'''

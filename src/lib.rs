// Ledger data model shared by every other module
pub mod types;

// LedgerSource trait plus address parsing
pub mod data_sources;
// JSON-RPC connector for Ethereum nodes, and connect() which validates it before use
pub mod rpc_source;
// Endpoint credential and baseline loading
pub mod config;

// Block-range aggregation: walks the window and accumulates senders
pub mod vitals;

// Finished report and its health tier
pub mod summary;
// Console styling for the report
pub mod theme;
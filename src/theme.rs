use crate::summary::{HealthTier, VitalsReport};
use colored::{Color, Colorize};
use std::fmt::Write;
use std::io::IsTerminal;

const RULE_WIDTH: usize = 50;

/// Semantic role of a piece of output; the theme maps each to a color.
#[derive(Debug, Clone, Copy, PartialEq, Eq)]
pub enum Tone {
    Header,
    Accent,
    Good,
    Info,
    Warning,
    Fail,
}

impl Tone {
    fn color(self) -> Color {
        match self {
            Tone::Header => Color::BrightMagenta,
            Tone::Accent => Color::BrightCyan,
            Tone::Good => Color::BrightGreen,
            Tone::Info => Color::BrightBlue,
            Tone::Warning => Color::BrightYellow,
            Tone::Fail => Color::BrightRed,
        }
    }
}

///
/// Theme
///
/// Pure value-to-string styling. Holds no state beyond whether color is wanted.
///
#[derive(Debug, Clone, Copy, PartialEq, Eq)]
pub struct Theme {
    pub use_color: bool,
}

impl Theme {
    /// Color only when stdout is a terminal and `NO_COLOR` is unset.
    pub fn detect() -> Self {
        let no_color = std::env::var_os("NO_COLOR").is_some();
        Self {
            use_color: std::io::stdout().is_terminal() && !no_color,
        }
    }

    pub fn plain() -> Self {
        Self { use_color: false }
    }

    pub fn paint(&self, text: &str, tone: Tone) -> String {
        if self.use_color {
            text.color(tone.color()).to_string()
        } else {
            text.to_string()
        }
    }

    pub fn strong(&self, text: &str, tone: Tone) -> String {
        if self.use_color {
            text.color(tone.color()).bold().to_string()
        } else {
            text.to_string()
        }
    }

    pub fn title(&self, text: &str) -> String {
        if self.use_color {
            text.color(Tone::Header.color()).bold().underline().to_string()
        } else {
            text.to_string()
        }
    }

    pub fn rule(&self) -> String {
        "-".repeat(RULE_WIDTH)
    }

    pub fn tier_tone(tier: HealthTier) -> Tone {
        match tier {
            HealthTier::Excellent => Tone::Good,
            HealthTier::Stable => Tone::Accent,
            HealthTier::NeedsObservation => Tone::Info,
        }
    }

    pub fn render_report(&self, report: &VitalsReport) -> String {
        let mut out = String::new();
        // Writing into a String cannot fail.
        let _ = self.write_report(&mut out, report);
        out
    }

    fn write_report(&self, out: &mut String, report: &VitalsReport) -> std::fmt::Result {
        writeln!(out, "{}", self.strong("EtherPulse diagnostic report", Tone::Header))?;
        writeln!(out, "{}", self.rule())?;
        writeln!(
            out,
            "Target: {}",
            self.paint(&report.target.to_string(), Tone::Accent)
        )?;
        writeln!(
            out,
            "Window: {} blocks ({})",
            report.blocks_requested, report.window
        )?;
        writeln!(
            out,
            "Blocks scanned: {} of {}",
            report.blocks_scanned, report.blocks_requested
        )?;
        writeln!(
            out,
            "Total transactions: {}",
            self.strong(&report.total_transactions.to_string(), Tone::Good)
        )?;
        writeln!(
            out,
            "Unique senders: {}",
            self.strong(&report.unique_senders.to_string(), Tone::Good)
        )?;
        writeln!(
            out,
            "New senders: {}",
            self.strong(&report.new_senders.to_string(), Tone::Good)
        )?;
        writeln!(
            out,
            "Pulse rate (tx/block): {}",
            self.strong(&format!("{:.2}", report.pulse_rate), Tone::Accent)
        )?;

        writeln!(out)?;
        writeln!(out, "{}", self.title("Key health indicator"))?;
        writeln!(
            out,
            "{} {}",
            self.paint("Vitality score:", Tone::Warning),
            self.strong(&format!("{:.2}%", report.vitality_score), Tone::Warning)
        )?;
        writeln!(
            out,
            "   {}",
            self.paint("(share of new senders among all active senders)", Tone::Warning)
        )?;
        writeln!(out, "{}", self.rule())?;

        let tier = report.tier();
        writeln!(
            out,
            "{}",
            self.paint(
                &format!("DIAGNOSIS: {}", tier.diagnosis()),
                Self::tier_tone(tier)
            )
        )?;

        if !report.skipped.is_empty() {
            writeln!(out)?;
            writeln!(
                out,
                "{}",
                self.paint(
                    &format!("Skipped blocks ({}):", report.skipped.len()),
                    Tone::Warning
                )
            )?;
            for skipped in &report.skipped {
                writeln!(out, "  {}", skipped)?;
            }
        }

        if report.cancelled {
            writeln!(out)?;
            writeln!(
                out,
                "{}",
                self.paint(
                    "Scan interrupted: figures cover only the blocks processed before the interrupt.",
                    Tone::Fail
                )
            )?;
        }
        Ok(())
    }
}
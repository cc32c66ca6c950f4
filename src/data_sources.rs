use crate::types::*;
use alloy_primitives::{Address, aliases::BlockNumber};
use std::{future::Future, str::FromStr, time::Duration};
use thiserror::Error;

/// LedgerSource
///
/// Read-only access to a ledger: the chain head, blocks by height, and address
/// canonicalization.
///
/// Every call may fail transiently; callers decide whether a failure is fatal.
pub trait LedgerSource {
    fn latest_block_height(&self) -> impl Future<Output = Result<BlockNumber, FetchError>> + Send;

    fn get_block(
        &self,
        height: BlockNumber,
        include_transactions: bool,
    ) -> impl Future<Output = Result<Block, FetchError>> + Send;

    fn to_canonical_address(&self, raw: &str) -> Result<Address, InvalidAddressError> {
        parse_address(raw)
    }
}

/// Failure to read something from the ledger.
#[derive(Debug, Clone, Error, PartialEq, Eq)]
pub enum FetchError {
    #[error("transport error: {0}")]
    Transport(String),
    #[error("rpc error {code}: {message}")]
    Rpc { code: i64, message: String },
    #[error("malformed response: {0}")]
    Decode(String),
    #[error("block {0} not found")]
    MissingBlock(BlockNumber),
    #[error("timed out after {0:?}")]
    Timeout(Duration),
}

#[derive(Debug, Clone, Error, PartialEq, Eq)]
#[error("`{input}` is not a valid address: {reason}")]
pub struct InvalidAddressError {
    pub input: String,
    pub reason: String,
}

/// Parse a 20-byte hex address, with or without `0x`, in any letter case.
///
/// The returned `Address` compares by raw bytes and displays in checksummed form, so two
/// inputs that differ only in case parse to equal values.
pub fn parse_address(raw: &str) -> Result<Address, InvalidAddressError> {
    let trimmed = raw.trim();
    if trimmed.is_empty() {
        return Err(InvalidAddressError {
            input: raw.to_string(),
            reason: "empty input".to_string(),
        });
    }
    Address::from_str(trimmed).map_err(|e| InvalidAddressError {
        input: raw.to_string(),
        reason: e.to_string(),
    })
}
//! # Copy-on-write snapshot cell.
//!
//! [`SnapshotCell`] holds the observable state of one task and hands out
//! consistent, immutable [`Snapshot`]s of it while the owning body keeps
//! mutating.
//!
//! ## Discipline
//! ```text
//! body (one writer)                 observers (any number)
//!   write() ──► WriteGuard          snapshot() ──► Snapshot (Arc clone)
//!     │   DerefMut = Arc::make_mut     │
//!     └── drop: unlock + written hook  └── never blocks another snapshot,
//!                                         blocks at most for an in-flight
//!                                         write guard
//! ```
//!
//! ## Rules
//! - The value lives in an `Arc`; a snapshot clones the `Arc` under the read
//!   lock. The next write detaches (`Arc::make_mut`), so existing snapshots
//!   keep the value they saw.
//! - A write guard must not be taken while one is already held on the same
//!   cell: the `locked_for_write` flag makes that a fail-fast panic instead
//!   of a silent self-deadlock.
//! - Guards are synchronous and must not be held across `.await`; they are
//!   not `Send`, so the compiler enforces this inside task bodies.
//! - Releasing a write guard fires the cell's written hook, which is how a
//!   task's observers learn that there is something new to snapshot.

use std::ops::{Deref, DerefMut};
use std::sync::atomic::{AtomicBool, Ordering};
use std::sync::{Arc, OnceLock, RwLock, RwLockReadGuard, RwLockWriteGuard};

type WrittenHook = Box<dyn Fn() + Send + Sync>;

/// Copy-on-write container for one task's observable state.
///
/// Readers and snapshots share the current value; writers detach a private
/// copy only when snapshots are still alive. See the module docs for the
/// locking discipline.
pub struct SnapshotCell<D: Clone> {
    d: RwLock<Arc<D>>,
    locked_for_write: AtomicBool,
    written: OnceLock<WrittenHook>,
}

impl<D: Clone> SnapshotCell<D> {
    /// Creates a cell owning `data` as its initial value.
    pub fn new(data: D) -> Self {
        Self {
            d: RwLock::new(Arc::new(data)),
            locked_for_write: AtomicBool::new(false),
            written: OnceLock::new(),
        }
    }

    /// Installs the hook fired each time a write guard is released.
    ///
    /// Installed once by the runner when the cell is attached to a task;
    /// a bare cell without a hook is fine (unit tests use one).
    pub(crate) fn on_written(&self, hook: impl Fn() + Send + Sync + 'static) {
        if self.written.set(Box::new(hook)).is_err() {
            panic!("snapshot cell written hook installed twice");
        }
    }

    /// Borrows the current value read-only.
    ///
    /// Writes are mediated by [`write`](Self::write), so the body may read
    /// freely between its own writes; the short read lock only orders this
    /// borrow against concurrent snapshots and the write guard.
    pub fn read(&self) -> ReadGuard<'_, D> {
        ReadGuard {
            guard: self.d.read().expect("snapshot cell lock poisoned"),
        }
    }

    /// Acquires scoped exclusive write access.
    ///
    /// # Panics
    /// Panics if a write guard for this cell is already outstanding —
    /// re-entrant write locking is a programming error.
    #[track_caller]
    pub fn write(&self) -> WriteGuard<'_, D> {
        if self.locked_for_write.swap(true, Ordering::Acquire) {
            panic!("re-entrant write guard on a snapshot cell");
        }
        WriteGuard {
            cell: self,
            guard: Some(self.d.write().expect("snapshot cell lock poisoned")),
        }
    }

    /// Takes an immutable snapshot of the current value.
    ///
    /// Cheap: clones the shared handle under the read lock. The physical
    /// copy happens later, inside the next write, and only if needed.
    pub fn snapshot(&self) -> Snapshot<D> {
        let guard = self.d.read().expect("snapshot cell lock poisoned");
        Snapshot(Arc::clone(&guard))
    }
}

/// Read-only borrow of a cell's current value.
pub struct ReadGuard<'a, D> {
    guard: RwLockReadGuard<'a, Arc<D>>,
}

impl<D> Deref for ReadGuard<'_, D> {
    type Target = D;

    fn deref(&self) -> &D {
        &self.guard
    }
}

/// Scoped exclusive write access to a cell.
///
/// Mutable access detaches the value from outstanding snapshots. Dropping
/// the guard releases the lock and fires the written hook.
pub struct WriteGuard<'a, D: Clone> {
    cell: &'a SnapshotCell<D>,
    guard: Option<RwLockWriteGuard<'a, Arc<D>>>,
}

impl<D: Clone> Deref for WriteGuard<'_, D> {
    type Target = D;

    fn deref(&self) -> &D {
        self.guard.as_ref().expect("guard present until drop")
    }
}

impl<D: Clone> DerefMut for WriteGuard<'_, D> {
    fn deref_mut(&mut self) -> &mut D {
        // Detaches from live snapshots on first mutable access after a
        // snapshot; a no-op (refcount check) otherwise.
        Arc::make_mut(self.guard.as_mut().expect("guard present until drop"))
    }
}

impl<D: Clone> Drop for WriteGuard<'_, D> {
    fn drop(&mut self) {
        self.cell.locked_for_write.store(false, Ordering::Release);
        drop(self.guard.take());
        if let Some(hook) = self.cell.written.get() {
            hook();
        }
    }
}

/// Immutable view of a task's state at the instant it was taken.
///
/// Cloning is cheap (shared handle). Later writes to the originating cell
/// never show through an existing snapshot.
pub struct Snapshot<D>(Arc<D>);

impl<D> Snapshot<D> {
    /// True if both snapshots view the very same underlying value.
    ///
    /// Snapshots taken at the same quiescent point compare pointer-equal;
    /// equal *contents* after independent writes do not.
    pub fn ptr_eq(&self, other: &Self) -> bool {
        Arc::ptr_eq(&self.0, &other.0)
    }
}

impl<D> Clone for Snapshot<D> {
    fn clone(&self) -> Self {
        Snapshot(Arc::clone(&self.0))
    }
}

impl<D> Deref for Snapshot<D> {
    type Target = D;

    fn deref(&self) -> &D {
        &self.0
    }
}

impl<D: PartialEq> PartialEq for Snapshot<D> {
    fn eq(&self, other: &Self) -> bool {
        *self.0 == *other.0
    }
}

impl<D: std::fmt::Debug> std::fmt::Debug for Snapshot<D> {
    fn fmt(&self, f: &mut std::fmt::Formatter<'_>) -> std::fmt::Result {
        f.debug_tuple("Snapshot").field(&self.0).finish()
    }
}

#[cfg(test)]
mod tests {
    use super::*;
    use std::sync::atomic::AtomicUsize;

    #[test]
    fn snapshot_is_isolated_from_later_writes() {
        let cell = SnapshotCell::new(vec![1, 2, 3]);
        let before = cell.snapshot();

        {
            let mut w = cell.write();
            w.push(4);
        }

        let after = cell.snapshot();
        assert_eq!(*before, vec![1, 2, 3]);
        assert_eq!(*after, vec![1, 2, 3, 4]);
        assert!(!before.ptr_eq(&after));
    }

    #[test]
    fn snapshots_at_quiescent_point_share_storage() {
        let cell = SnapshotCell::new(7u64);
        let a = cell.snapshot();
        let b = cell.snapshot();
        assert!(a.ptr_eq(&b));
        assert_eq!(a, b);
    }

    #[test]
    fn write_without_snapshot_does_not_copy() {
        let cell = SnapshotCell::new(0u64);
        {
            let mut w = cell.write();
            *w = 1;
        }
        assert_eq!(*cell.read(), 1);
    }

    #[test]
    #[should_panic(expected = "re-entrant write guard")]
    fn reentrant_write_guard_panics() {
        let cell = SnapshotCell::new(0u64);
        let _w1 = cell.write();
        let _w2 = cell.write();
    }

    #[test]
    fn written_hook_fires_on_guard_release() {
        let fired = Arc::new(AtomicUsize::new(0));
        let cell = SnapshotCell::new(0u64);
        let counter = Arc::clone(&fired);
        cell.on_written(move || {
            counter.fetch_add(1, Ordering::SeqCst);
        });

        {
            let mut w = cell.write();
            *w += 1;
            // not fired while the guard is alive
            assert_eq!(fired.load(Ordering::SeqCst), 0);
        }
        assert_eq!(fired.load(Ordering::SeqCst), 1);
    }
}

'''

Working from the listing above, pick out every line that has "FetchError" and copy it.

## EXERCISE RESULT:
    fn latest_block_height(&self) -> impl Future<Output = Result<BlockNumber, FetchError>> + Send;
    ) -> impl Future<Output = Result<Block, FetchError>> + Send;
pub enum FetchError {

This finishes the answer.